But now “The X-Files” is back, and Hillary Clinton has even pledged to disclose what the government knows about aliens if elected president. Meanwhile, a recent Boston Globe article by Linda Rodriguez McRobbie suggests that belief in UFOs may be growing.
She points to a 2015 Ipsos poll, which reported that 45 percent of Americans believe extraterrestrials have visited the Earth.
So much for reason.
Why does Western society continue to be fascinated with the paranormal? If science doesn’t automatically kill belief in UFOs, why do reports of UFOs and alien abductions go in and out of fashion?
To some extent, this is political. Even though government agents like “Men in Black” may be the stuff of folklore, powerful people and institutions can influence the level of stigma surrounding these topics.

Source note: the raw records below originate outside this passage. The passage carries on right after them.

//! Store contract for the domain layer.
//!
//! The [`Store`] trait is the single polymorphic interface every storage
//! backend satisfies. Implementations live in
//! `crate::infrastructure::persistence`:
//!
//! - `MemoryStore` - process-local, lost on exit
//! - `FileStore` - process-local, snapshotted to a JSON file
//! - `PgStore` - PostgreSQL
//!
//! Mock implementations are auto-generated via `mockall` for testing.
//!
//! # Testing
//!
//! See integration tests in `tests/store_*.rs` for the conformance scenarios
//! shared by all backends.

pub mod store;

pub use store::{Store, StoreError, StoreResult};

#[cfg(test)]
pub use store::MockStore;
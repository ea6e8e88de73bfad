//! In-memory [`Store`] backend.
//!
//! All state lives behind one mutex and is lost on exit. This is the
//! reference backend the conformance tests are written against.

use async_trait::async_trait;
use tokio::sync::Mutex;

use super::state::StoreState;
use crate::domain::entities::{Url, User};
use crate::domain::repositories::{Store, StoreResult};

/// Process-local store with no persistence.
#[derive(Debug, Default)]
pub struct MemoryStore {
    state: Mutex<StoreState>,
}

impl MemoryStore {
    pub fn new() -> Self {
        Self::default()
    }
}

#[async_trait]
impl Store for MemoryStore {
    async fn create_user(&self, user: User) -> StoreResult<()> {
        self.state.lock().await.create_user(user);
        Ok(())
    }

    async fn get_user(&self, user_id: &str) -> StoreResult<User> {
        self.state.lock().await.get_user(user_id)
    }

    async fn create_url(&self, user_id: &str, url: Url) -> StoreResult<Url> {
        self.state.lock().await.create_url(user_id, url)
    }

    async fn batch_create_url(&self, user_id: &str, urls: Vec<Url>) -> StoreResult<()> {
        self.state.lock().await.batch_create_url(user_id, urls)
    }

    async fn get_url(&self, slug: &str) -> StoreResult<Url> {
        self.state.lock().await.get_url(slug)
    }

    async fn list_urls_by_user_id(&self, user_id: &str) -> StoreResult<Vec<Url>> {
        Ok(self.state.lock().await.list_urls_by_user_id(user_id))
    }

    async fn soft_delete_url(&self, user_id: &str, slug: &str) -> StoreResult<()> {
        self.state.lock().await.soft_delete_url(user_id, slug)?;
        Ok(())
    }

    async fn ping(&self) -> StoreResult<()> {
        Ok(())
    }
}
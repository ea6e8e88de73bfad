//! Classification of PostgreSQL constraint violations.

use crate::domain::repositories::StoreError;

/// Unique constraint on `urls.slug`.
pub const SLUG_CONSTRAINT: &str = "urls_slug_key";

/// Unique constraint on `urls.original_url`; hitting it means another caller
/// stored the same original first.
pub const ORIGINAL_URL_CONSTRAINT: &str = "urls_original_url_key";

/// Returns true if `e` is a unique violation on the named constraint.
pub fn is_unique_violation_on(e: &sqlx::Error, constraint: &str) -> bool {
    let Some(db_err) = e.as_database_error() else {
        return false;
    };

    if !db_err.is_unique_violation() {
        return false;
    }

    db_err.constraint() == Some(constraint)
}

/// Maps a SQL error onto the store taxonomy.
///
/// Unique violations become [`StoreError::IntegrityViolation`]; everything
/// else is passed through as [`StoreError::Database`].
pub fn classify(e: sqlx::Error) -> StoreError {
    if let Some(db_err) = e.as_database_error()
        && db_err.is_unique_violation()
    {
        return StoreError::IntegrityViolation {
            constraint: db_err.constraint().unwrap_or("unknown").to_string(),
        };
    }

    StoreError::Database(e)
}
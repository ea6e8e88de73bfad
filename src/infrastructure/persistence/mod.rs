//! Store backend implementations.
//!
//! # Backends
//!
//! - [`MemoryStore`] - Mutex-guarded maps, nothing persisted
//! - [`FileStore`] - Same maps, snapshotted to one JSON file after every mutation
//! - [`PgStore`] - PostgreSQL, schema bootstrapped from embedded migrations
//!
//! The two process-local backends share [`StoreState`], which owns the
//! dedup and reference-counted soft-delete rules for them.

pub mod file_store;
pub mod memory_store;
pub mod pg_store;
pub mod state;

pub use file_store::FileStore;
pub use memory_store::MemoryStore;
pub use pg_store::PgStore;
pub use state::StoreState;
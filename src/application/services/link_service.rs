//! Short link creation, lookup and deletion service.

use std::sync::Arc;

use serde_json::json;
use tokio::sync::mpsc;
use tracing::{debug, info, warn};
use validator::Validate;

use crate::application::dto::{
    BatchItem, BatchResultItem, ShortenOutcome, ShortenRequest, UserUrlItem,
};
use crate::domain::delete_request::DeleteRequest;
use crate::domain::entities::Url;
use crate::domain::repositories::{Store, StoreError};
use crate::error::AppError;
use crate::utils::db_error::SLUG_CONSTRAINT;
use crate::utils::slug::{generate_slug, is_valid_slug};

/// Attempts before giving up on slug collisions.
const MAX_SLUG_ATTEMPTS: usize = 10;

/// Largest accepted batch.
pub const MAX_BATCH_SIZE: usize = 1000;

/// Request-handling boundary over a [`Store`].
///
/// Creation and lookup call the store inline. Deletions are pushed onto the
/// deletion queue and applied later by the delete worker.
pub struct LinkService<S: Store + ?Sized> {
    store: Arc<S>,
    base_url: String,
    delete_tx: mpsc::Sender<DeleteRequest>,
}

impl<S: Store + ?Sized> LinkService<S> {
    /// Creates a new link service.
    ///
    /// # Arguments
    ///
    /// - `store` - backend every operation goes through
    /// - `base_url` - prefix of generated short links, trailing `/` ignored
    /// - `delete_tx` - producer side of the deletion queue
    pub fn new(
        store: Arc<S>,
        base_url: impl Into<String>,
        delete_tx: mpsc::Sender<DeleteRequest>,
    ) -> Self {
        let base_url = base_url.into().trim_end_matches('/').to_string();
        Self {
            store,
            base_url,
            delete_tx,
        }
    }

    /// Builds the public short link for `slug`.
    pub fn short_url(&self, slug: &str) -> String {
        format!("{}/{}", self.base_url, slug)
    }

    /// Shortens `original` on behalf of `user_id`.
    ///
    /// # Deduplication
    ///
    /// If the URL is already stored, `user_id` is linked to the existing row
    /// and [`ShortenOutcome::AlreadyExists`] carries its canonical short link.
    ///
    /// # Errors
    ///
    /// Returns [`AppError::Validation`] if `original` is not an absolute
    /// HTTP(S) URL.
    ///
    /// Returns [`AppError::Internal`] on storage failure or if no free slug is
    /// found after several attempts.
    pub async fn shorten(&self, user_id: &str, original: &str) -> Result<ShortenOutcome, AppError> {
        let request = ShortenRequest {
            url: original.trim().to_string(),
        };
        validate_original(&request)?;

        for _ in 0..MAX_SLUG_ATTEMPTS {
            let url = Url::new(generate_slug(), request.url.as_str());

            match self.store.create_url(user_id, url).await {
                Ok(url) => {
                    info!(user_id, slug = %url.slug, "Short link created");
                    return Ok(ShortenOutcome::Created {
                        short_url: self.short_url(&url.slug),
                        slug: url.slug,
                    });
                }
                Err(StoreError::AlreadyExists { existing }) => {
                    debug!(user_id, slug = %existing.slug, "Url already shortened");
                    return Ok(ShortenOutcome::AlreadyExists {
                        short_url: self.short_url(&existing.slug),
                        slug: existing.slug,
                    });
                }
                Err(StoreError::IntegrityViolation { constraint })
                    if constraint == SLUG_CONSTRAINT =>
                {
                    warn!(user_id, "Slug collision, retrying");
                }
                Err(e) => return Err(e.into()),
            }
        }

        Err(AppError::internal(
            "Failed to generate unique slug",
            json!({ "reason": "Too many collisions" }),
        ))
    }

    /// Shortens every item as one all-or-nothing unit.
    ///
    /// Batch creation does not dedup against stored URLs; each item gets a
    /// fresh row. Results keep request order.
    ///
    /// # Errors
    ///
    /// Returns [`AppError::Validation`] for an empty or oversized batch or if
    /// any item is invalid; nothing is stored in that case.
    pub async fn shorten_batch(
        &self,
        user_id: &str,
        items: Vec<BatchItem>,
    ) -> Result<Vec<BatchResultItem>, AppError> {
        if items.is_empty() {
            return Err(AppError::bad_request("Batch is empty", json!({})));
        }

        if items.len() > MAX_BATCH_SIZE {
            return Err(AppError::bad_request(
                "Batch is too large",
                json!({ "max": MAX_BATCH_SIZE, "got": items.len() }),
            ));
        }

        for (index, item) in items.iter().enumerate() {
            item.validate().map_err(|e| {
                AppError::bad_request(
                    "Invalid batch item",
                    json!({ "index": index, "correlation_id": item.correlation_id, "reason": e.to_string() }),
                )
            })?;
            ensure_http(&item.original_url).map_err(|reason| {
                AppError::bad_request(
                    "Invalid batch item",
                    json!({ "index": index, "correlation_id": item.correlation_id, "reason": reason }),
                )
            })?;
        }

        for _ in 0..MAX_SLUG_ATTEMPTS {
            let urls: Vec<Url> = items
                .iter()
                .map(|item| {
                    Url::new(generate_slug(), item.original_url.trim())
                        .with_correlation_id(item.correlation_id.as_str())
                })
                .collect();

            match self.store.batch_create_url(user_id, urls.clone()).await {
                Ok(()) => {
                    info!(user_id, count = urls.len(), "Batch shortened");
                    return Ok(urls
                        .into_iter()
                        .map(|url| BatchResultItem {
                            short_url: self.short_url(&url.slug),
                            correlation_id: url.correlation_id,
                        })
                        .collect());
                }
                Err(StoreError::IntegrityViolation { constraint })
                    if constraint == SLUG_CONSTRAINT =>
                {
                    warn!(user_id, "Slug collision in batch, retrying");
                }
                Err(e) => return Err(e.into()),
            }
        }

        Err(AppError::internal(
            "Failed to generate unique slugs",
            json!({ "reason": "Too many collisions" }),
        ))
    }

    /// Resolves `slug` to its original URL.
    ///
    /// # Errors
    ///
    /// - [`AppError::NotFound`] if the slug was never issued
    /// - [`AppError::Gone`] if every owner has deleted it
    pub async fn resolve(&self, slug: &str) -> Result<String, AppError> {
        if !is_valid_slug(slug) {
            return Err(AppError::not_found(
                "Short link not found",
                json!({ "slug": slug }),
            ));
        }

        let url = self.store.get_url(slug).await?;

        if url.is_deleted() {
            return Err(AppError::gone(
                "Short link has been deleted",
                json!({ "slug": slug }),
            ));
        }

        Ok(url.original)
    }

    /// Lists the live links owned by `user_id`.
    pub async fn list_user_urls(&self, user_id: &str) -> Result<Vec<UserUrlItem>, AppError> {
        let urls = self.store.list_urls_by_user_id(user_id).await?;

        Ok(urls
            .into_iter()
            .map(|url| UserUrlItem {
                short_url: self.short_url(&url.slug),
                original_url: url.original,
            })
            .collect())
    }

    /// Queues deletion of `slugs` for `user_id` and returns how many were
    /// accepted.
    ///
    /// Waits for room when the queue is full. Deletions take effect after the
    /// worker's next flush.
    ///
    /// # Errors
    ///
    /// Returns [`AppError::Validation`] for an empty list and
    /// [`AppError::Internal`] if the queue has been closed.
    pub async fn request_deletion(
        &self,
        user_id: &str,
        slugs: Vec<String>,
    ) -> Result<usize, AppError> {
        if slugs.is_empty() {
            return Err(AppError::bad_request("No slugs to delete", json!({})));
        }

        let count = slugs.len();
        for slug in slugs {
            self.delete_tx
                .send(DeleteRequest::new(user_id, slug))
                .await
                .map_err(|_| AppError::internal("Deletion queue is closed", json!({})))?;
        }

        info!(user_id, count, "Deletion requests queued");
        Ok(count)
    }

    /// Storage liveness check.
    pub async fn ping(&self) -> Result<(), AppError> {
        self.store.ping().await.map_err(AppError::from)
    }
}

fn validate_original(request: &ShortenRequest) -> Result<(), AppError> {
    if request.url.is_empty() {
        return Err(AppError::bad_request("URL is empty", json!({})));
    }

    request.validate().map_err(|e| {
        AppError::bad_request(
            "Invalid URL format",
            json!({ "url": request.url, "reason": e.to_string() }),
        )
    })?;

    ensure_http(&request.url).map_err(|reason| {
        AppError::bad_request(
            "Invalid URL format",
            json!({ "url": request.url, "reason": reason }),
        )
    })
}

/// Only absolute `http`/`https` URLs with a host are shortened.
fn ensure_http(raw: &str) -> Result<(), String> {
    let parsed = url::Url::parse(raw.trim()).map_err(|e| e.to_string())?;

    match parsed.scheme() {
        "http" | "https" if parsed.host_str().is_some() => Ok(()),
        "http" | "https" => Err("missing host".to_string()),
        other => Err(format!("unsupported scheme: {other}")),
    }
}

Sociologists of religion have also suggested that skepticism is countered by a different societal trend, something they’ve dubbed “re-enchantment.” They argue that while science can temporarily suppress belief in mysterious forces, these beliefs will always return – that the need to believe is ingrained in the human psyche.
A new mythology
The narrative of triumphant reason dates back, at least, to German sociologist Max Weber’s 1918 speech “Science as a Vocation,” in which he argued that the modern world takes for granted that everything is reducible to scientific explanations.
“The world,” he declared, “is disenchanted.”
As with many inexplicable events, UFOs were initially treated as an important topic of scientific inquiry. The public wondered what was going on; scientists studied the issue and then “demystified” the topic.
Modern UFOlogy – the study of UFOs – is typically dated to a sighting made by a pilot named Kenneth Arnold. While flying over Mount Rainier on June 24, 1947, Arnold described nine disk-like objects that the media dubbed “flying saucers.”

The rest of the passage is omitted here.